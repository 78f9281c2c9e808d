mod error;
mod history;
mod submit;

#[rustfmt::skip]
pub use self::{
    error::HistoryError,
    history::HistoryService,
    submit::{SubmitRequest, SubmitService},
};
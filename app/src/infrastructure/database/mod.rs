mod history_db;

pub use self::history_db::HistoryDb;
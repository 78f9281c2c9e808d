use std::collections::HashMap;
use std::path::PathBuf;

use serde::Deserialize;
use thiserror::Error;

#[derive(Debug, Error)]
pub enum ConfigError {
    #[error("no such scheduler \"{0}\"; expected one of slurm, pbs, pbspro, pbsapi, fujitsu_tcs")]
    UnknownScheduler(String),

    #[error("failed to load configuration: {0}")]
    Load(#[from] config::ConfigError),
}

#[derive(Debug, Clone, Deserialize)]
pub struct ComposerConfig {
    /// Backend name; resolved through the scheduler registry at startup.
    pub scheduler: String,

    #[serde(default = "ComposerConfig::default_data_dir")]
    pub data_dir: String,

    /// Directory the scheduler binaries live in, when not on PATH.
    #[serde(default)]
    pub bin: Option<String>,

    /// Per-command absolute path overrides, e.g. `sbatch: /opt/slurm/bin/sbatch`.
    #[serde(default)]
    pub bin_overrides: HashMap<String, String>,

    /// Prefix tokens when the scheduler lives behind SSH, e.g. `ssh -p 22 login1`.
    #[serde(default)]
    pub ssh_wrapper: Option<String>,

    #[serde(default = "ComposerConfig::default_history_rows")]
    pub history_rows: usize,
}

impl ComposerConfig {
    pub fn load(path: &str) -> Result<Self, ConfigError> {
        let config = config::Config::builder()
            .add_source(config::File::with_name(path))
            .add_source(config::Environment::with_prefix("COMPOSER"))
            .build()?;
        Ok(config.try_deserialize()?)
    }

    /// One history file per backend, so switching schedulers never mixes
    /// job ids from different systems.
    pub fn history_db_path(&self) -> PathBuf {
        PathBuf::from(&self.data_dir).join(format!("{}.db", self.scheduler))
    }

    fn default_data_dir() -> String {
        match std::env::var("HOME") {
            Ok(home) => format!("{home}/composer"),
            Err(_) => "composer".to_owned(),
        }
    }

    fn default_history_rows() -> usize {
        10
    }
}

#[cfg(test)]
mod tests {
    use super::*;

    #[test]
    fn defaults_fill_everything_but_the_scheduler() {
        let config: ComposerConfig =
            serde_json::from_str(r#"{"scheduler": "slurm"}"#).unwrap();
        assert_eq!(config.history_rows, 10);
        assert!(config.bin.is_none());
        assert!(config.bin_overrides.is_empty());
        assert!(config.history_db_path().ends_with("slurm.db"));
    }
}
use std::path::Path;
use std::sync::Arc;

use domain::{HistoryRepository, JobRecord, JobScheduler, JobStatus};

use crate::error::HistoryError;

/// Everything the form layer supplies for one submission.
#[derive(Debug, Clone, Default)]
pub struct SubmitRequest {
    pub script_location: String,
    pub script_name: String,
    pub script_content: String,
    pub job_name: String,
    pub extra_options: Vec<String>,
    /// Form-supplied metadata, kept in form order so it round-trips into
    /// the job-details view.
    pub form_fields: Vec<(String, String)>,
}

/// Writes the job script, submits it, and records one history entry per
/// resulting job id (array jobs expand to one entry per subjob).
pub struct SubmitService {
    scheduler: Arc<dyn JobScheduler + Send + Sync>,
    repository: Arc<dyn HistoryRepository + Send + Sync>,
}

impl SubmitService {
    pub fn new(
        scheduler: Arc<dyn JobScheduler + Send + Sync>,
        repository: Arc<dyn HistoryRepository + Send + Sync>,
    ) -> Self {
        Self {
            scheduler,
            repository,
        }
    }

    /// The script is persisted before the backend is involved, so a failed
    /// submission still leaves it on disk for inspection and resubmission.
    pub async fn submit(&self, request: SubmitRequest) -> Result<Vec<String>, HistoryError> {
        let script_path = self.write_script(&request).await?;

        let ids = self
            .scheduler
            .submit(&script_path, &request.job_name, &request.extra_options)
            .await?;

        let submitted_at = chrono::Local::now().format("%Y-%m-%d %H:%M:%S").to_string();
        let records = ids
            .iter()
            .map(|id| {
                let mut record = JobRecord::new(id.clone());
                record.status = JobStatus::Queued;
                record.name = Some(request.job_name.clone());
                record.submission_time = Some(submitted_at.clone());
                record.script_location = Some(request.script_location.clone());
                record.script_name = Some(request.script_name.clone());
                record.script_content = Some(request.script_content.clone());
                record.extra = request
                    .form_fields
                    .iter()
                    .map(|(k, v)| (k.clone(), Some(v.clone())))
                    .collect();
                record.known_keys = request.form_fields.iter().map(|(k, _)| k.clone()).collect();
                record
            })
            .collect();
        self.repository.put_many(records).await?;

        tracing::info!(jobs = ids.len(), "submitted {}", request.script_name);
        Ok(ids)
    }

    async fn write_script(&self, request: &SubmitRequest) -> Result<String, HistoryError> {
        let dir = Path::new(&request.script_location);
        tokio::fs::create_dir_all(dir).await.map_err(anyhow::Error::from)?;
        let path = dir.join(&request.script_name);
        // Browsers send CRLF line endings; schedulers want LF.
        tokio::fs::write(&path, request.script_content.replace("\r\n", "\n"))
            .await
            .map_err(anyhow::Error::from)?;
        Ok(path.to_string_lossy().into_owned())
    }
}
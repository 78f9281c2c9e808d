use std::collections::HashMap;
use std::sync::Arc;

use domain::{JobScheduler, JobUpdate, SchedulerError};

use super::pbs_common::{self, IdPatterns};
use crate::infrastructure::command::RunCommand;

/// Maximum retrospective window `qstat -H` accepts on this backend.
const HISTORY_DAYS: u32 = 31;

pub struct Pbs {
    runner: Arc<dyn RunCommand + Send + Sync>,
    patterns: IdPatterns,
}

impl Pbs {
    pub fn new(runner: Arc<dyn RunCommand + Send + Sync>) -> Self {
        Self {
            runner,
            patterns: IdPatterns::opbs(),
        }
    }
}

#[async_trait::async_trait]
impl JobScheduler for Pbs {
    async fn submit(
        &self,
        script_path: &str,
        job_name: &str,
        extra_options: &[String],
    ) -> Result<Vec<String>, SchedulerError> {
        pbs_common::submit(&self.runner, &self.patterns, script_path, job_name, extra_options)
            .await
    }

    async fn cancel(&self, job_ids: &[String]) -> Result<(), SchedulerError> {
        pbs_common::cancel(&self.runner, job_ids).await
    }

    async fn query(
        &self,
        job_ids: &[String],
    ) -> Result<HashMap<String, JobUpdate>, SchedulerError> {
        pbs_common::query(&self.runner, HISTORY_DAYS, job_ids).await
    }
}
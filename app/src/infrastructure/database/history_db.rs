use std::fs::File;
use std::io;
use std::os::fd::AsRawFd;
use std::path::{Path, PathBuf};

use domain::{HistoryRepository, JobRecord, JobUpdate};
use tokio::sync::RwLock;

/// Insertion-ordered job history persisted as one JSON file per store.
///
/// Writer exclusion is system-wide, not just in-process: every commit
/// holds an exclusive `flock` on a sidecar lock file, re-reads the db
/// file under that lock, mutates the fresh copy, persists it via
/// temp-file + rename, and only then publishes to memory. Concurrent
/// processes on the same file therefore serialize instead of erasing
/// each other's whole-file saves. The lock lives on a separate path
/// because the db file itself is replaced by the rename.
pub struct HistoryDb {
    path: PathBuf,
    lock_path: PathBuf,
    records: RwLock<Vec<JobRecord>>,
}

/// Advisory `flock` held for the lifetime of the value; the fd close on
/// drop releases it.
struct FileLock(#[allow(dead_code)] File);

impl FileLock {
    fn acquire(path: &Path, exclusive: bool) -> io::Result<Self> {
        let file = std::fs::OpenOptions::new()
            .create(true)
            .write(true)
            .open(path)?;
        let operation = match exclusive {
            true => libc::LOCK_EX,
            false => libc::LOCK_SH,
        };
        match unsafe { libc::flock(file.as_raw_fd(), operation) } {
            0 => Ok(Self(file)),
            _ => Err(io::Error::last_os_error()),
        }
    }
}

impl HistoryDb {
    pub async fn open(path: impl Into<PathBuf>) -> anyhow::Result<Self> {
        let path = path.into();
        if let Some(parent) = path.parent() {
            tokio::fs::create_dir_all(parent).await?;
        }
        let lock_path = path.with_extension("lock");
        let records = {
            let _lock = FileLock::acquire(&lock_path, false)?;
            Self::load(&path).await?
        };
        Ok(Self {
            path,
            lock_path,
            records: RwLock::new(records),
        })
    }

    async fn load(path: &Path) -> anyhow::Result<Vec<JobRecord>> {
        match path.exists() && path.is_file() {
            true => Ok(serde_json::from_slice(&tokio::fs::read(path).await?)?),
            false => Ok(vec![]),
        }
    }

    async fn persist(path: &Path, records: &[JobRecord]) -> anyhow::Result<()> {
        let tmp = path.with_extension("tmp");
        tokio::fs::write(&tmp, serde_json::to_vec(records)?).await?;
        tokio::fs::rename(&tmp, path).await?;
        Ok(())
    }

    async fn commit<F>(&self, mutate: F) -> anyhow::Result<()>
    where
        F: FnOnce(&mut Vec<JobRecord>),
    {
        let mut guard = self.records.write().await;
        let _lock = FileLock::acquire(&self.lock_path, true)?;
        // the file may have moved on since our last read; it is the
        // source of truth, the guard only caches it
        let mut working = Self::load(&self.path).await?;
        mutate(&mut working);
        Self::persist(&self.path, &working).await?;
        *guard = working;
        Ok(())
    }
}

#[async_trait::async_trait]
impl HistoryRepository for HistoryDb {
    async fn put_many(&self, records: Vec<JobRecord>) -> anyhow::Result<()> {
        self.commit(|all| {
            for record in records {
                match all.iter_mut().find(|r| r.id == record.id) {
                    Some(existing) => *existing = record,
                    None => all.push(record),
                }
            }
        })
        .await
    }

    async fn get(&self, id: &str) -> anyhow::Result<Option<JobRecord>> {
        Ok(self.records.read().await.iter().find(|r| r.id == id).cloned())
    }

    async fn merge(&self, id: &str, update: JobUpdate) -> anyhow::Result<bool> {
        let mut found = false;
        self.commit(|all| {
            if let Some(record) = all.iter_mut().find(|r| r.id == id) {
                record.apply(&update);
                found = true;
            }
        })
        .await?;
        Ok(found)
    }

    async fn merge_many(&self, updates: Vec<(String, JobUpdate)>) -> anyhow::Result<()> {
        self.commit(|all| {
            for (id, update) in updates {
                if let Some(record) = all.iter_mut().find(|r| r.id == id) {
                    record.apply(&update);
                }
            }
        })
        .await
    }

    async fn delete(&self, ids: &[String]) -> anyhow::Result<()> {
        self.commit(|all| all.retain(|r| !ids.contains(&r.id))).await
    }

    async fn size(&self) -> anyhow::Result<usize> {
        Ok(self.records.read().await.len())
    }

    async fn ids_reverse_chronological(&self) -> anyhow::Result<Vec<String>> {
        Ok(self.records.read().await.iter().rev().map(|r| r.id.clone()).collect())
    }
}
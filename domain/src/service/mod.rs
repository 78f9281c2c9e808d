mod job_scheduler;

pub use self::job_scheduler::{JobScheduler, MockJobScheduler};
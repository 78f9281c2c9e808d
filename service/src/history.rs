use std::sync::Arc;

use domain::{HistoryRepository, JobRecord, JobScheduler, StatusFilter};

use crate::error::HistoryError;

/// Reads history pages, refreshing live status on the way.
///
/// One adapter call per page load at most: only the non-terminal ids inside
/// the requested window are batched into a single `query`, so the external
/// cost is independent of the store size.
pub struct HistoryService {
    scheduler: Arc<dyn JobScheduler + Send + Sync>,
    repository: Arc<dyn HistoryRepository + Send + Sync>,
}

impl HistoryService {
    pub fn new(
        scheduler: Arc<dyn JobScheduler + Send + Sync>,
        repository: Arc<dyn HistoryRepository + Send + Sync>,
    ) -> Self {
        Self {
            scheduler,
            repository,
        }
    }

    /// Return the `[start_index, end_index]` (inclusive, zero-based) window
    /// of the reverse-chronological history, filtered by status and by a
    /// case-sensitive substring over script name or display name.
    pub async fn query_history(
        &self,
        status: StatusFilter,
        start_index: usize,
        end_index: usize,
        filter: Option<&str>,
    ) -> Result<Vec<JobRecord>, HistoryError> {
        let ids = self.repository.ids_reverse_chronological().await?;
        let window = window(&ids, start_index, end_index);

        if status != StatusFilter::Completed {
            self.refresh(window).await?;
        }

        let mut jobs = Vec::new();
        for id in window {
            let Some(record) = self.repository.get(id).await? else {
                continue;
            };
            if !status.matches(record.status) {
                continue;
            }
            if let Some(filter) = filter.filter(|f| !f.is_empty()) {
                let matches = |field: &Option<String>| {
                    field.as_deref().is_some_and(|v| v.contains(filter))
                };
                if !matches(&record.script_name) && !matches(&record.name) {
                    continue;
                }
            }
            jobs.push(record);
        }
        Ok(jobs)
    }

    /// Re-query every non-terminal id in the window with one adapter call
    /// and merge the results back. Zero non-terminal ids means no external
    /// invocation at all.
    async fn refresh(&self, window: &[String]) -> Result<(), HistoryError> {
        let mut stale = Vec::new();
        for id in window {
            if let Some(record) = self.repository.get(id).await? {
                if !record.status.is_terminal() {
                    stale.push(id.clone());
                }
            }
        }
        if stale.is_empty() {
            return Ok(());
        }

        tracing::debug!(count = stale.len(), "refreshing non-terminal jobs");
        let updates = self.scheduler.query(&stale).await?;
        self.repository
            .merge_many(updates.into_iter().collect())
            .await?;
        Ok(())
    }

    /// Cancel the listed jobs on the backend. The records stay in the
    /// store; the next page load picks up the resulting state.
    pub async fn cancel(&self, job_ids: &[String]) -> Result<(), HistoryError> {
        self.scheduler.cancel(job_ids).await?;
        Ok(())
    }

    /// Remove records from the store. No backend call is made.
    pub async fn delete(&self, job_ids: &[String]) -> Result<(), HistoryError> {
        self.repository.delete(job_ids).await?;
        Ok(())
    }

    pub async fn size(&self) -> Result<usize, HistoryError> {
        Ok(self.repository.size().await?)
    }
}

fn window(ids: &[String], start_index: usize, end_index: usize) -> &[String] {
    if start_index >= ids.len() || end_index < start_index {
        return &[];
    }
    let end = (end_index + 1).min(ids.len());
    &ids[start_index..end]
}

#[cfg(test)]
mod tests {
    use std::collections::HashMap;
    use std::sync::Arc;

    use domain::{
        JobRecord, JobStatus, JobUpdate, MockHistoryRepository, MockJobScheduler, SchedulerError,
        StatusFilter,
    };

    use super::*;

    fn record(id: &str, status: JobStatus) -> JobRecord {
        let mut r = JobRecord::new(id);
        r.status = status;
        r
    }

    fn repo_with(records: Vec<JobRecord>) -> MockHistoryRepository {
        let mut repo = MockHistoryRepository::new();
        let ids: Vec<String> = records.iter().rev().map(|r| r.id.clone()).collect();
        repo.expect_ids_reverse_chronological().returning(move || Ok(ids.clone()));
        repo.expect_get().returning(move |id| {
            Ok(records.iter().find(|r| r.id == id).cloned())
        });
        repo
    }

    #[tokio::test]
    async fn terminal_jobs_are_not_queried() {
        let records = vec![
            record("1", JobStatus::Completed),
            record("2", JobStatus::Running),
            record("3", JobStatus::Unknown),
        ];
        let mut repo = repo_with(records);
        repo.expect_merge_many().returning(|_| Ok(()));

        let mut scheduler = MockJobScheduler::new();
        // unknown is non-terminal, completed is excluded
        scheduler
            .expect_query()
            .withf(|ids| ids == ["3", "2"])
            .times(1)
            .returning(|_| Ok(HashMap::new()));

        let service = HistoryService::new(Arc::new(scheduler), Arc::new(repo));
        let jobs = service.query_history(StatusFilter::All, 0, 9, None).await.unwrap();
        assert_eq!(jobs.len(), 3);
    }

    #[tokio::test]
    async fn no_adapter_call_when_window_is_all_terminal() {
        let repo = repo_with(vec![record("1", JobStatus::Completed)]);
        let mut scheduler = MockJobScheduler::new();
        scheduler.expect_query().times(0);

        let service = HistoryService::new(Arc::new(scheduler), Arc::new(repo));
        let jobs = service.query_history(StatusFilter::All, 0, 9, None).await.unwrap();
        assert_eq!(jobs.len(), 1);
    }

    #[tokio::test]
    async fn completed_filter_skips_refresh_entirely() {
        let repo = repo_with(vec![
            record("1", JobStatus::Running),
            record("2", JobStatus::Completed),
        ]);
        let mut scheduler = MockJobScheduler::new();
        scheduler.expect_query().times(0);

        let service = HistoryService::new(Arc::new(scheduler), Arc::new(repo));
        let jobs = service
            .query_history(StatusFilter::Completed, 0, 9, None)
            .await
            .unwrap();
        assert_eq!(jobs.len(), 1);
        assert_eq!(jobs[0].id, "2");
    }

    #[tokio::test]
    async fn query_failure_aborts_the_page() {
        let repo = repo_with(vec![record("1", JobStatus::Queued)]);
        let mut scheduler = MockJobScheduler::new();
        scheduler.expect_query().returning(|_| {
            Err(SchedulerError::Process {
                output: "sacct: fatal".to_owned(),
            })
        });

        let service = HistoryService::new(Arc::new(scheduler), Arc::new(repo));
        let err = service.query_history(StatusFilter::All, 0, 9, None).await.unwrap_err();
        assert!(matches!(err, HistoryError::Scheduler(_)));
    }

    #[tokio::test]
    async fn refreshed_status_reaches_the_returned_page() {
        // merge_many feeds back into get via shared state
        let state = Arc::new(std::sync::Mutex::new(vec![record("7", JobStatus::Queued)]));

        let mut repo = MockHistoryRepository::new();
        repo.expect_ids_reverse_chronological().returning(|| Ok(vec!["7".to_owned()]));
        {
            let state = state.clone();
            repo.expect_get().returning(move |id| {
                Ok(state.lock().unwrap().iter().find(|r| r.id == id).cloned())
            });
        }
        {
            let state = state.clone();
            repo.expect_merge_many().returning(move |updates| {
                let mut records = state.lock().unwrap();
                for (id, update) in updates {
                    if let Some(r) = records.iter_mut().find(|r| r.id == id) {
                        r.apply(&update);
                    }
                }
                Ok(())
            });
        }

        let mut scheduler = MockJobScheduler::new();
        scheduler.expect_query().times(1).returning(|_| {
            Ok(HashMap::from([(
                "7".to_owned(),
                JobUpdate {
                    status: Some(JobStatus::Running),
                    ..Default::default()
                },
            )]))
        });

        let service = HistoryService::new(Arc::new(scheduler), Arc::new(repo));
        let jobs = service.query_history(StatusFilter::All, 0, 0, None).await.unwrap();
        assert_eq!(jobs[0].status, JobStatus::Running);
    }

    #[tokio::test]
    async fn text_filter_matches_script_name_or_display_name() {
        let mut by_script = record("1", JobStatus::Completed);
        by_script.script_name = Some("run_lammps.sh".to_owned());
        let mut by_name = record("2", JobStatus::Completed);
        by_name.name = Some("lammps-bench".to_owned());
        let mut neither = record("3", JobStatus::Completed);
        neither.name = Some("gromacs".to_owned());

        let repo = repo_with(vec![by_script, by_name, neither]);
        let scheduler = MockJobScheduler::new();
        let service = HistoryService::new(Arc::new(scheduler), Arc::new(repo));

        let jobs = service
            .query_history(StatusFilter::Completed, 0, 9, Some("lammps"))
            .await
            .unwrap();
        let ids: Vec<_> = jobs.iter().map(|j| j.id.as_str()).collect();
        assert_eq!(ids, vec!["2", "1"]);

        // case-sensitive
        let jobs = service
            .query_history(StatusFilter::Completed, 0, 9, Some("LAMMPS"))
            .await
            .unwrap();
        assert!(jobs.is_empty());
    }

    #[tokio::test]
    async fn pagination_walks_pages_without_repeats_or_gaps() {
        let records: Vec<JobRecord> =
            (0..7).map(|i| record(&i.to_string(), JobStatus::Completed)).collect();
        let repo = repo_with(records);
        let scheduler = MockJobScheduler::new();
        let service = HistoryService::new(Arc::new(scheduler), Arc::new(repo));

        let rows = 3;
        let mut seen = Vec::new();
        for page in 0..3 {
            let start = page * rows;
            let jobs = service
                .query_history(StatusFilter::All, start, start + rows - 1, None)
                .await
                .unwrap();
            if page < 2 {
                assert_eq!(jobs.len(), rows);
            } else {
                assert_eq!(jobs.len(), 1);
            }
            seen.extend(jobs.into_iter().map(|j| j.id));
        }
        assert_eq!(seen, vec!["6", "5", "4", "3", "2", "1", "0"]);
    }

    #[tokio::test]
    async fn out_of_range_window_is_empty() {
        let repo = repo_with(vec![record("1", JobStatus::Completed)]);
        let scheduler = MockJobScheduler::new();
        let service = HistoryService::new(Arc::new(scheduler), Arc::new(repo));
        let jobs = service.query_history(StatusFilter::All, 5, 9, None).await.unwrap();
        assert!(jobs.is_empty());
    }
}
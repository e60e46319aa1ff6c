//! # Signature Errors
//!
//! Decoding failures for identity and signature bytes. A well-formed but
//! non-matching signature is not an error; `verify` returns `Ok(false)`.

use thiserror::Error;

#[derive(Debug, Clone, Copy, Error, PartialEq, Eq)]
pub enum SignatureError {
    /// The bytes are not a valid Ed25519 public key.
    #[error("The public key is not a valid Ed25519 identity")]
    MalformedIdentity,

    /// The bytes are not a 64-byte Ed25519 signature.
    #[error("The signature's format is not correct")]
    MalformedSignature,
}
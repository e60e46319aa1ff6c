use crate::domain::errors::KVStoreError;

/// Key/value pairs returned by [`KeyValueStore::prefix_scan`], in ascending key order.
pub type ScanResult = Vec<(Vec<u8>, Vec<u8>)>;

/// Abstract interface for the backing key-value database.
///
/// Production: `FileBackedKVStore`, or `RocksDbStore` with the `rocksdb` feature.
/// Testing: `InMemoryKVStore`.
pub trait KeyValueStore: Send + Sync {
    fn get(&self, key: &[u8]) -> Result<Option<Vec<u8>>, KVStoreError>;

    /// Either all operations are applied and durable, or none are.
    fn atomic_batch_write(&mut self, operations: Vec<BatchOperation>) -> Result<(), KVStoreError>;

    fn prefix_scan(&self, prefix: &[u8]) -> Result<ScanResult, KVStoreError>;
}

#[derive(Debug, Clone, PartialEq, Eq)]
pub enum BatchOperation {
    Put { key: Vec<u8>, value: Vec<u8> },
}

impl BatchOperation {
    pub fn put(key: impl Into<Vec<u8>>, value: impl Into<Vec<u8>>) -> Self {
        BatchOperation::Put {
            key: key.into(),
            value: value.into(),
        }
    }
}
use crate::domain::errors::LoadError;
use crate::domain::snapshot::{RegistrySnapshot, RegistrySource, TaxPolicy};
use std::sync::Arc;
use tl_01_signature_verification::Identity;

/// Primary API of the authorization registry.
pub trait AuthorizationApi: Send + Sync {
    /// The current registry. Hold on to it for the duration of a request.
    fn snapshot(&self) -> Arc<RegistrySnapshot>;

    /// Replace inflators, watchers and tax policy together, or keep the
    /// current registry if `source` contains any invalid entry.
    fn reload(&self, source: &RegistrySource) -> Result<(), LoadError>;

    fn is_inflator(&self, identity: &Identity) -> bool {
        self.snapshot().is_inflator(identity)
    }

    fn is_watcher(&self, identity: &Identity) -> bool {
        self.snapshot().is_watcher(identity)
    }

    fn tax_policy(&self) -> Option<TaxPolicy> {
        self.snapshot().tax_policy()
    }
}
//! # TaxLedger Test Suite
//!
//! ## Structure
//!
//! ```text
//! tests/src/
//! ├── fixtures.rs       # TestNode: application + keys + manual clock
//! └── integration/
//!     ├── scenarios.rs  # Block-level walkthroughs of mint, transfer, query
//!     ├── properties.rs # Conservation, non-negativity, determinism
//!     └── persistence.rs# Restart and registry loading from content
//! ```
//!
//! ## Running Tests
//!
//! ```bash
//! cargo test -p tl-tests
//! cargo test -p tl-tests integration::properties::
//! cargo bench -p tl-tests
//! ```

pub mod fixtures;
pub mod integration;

┄┄┄┄┄┄

Your instructions » Work out how many lines in the material above hold the word "KeyValueStore"; answer with the number only.

Exercise answer » 2